§ **What the task asks**
Whichever lines of the entries hold the word "paper" should be identified and copied.
Dataset records START
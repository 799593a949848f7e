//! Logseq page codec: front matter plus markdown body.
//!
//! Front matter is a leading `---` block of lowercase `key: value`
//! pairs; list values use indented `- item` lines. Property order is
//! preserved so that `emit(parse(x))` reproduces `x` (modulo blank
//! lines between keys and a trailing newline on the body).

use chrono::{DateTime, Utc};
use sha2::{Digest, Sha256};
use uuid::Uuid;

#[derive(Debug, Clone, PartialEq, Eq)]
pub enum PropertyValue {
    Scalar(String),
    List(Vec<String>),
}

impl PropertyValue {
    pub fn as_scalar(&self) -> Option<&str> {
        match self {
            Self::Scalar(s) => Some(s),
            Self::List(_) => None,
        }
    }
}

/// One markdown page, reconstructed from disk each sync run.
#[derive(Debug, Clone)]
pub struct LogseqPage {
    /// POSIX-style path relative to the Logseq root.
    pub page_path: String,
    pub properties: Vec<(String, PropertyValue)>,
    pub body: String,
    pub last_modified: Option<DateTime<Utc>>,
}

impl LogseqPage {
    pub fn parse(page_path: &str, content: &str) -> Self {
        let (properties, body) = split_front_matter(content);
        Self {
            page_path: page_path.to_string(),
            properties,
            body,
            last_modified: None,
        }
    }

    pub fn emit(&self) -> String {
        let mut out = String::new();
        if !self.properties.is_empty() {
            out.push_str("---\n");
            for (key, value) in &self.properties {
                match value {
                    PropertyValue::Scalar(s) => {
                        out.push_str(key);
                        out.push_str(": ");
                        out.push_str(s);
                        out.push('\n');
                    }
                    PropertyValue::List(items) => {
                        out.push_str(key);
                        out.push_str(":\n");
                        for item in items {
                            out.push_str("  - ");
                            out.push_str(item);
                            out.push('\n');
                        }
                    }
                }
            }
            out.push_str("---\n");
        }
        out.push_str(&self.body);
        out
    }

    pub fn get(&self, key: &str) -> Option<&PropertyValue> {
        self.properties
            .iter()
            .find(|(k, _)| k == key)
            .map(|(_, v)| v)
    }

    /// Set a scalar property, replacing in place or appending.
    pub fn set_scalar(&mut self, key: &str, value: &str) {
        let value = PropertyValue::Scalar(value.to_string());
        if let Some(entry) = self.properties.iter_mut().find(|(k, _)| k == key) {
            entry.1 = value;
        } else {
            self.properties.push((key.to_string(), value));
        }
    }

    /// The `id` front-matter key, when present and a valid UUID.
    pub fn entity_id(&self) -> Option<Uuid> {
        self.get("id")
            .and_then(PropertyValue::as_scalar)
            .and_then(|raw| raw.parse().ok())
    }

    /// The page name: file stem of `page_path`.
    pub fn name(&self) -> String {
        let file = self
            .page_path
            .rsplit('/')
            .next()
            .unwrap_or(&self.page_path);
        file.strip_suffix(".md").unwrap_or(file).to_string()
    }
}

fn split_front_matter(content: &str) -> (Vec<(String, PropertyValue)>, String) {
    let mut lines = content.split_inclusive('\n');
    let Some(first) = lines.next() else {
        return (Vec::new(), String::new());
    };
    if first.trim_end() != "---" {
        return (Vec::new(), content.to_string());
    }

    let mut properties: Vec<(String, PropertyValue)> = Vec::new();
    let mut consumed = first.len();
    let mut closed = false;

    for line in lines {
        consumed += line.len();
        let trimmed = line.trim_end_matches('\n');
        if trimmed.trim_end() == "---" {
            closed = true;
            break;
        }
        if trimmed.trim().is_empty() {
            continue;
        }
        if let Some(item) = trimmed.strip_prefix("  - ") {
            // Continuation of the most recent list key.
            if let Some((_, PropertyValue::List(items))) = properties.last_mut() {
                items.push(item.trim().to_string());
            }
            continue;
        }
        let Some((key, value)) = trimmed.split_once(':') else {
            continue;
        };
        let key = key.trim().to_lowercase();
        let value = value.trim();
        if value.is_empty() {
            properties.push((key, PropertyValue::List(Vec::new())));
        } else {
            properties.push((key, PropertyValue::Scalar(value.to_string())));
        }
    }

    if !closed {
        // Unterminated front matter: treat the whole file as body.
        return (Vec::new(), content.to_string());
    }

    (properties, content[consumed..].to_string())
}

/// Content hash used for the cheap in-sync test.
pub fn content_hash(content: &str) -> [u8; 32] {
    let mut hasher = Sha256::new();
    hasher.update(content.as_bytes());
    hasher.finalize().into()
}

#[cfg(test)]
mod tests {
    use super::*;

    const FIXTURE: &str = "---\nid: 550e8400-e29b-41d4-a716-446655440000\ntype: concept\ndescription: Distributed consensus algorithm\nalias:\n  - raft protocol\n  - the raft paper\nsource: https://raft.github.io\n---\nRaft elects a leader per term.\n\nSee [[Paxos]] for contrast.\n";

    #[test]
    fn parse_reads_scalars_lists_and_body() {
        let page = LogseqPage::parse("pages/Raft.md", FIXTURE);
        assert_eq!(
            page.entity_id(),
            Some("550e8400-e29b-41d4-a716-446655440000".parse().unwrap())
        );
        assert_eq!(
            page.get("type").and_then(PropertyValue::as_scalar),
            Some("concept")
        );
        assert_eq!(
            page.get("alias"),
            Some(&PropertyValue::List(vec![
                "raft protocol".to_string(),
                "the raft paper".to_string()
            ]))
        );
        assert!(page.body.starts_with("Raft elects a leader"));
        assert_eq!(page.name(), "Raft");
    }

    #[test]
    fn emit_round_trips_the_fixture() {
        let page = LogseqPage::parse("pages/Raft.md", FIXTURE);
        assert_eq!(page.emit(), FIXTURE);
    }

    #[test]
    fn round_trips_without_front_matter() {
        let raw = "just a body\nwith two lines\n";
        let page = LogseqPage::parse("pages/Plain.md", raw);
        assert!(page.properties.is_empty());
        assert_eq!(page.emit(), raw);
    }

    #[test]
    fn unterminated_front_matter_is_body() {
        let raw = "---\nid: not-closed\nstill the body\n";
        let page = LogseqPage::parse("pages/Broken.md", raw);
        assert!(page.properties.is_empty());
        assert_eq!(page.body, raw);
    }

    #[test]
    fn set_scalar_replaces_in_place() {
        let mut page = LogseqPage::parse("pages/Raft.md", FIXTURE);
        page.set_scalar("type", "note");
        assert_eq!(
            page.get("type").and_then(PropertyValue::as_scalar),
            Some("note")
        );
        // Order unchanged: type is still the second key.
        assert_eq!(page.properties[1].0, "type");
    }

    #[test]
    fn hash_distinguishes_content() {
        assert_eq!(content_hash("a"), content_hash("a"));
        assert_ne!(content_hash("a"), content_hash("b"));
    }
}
Dataset records END
§ **Result for this exercise**
    const FIXTURE: &str = "---\nid: 550e8400-e29b-41d4-a716-446655440000\ntype: concept\ndescription: Distributed consensus algorithm\nalias:\n  - raft protocol\n  - the raft paper\nsource: https://raft.github.io\n---\nRaft elects a leader per term.\n\nSee [[Paxos]] for contrast.\n";
                "the raft paper".to_string()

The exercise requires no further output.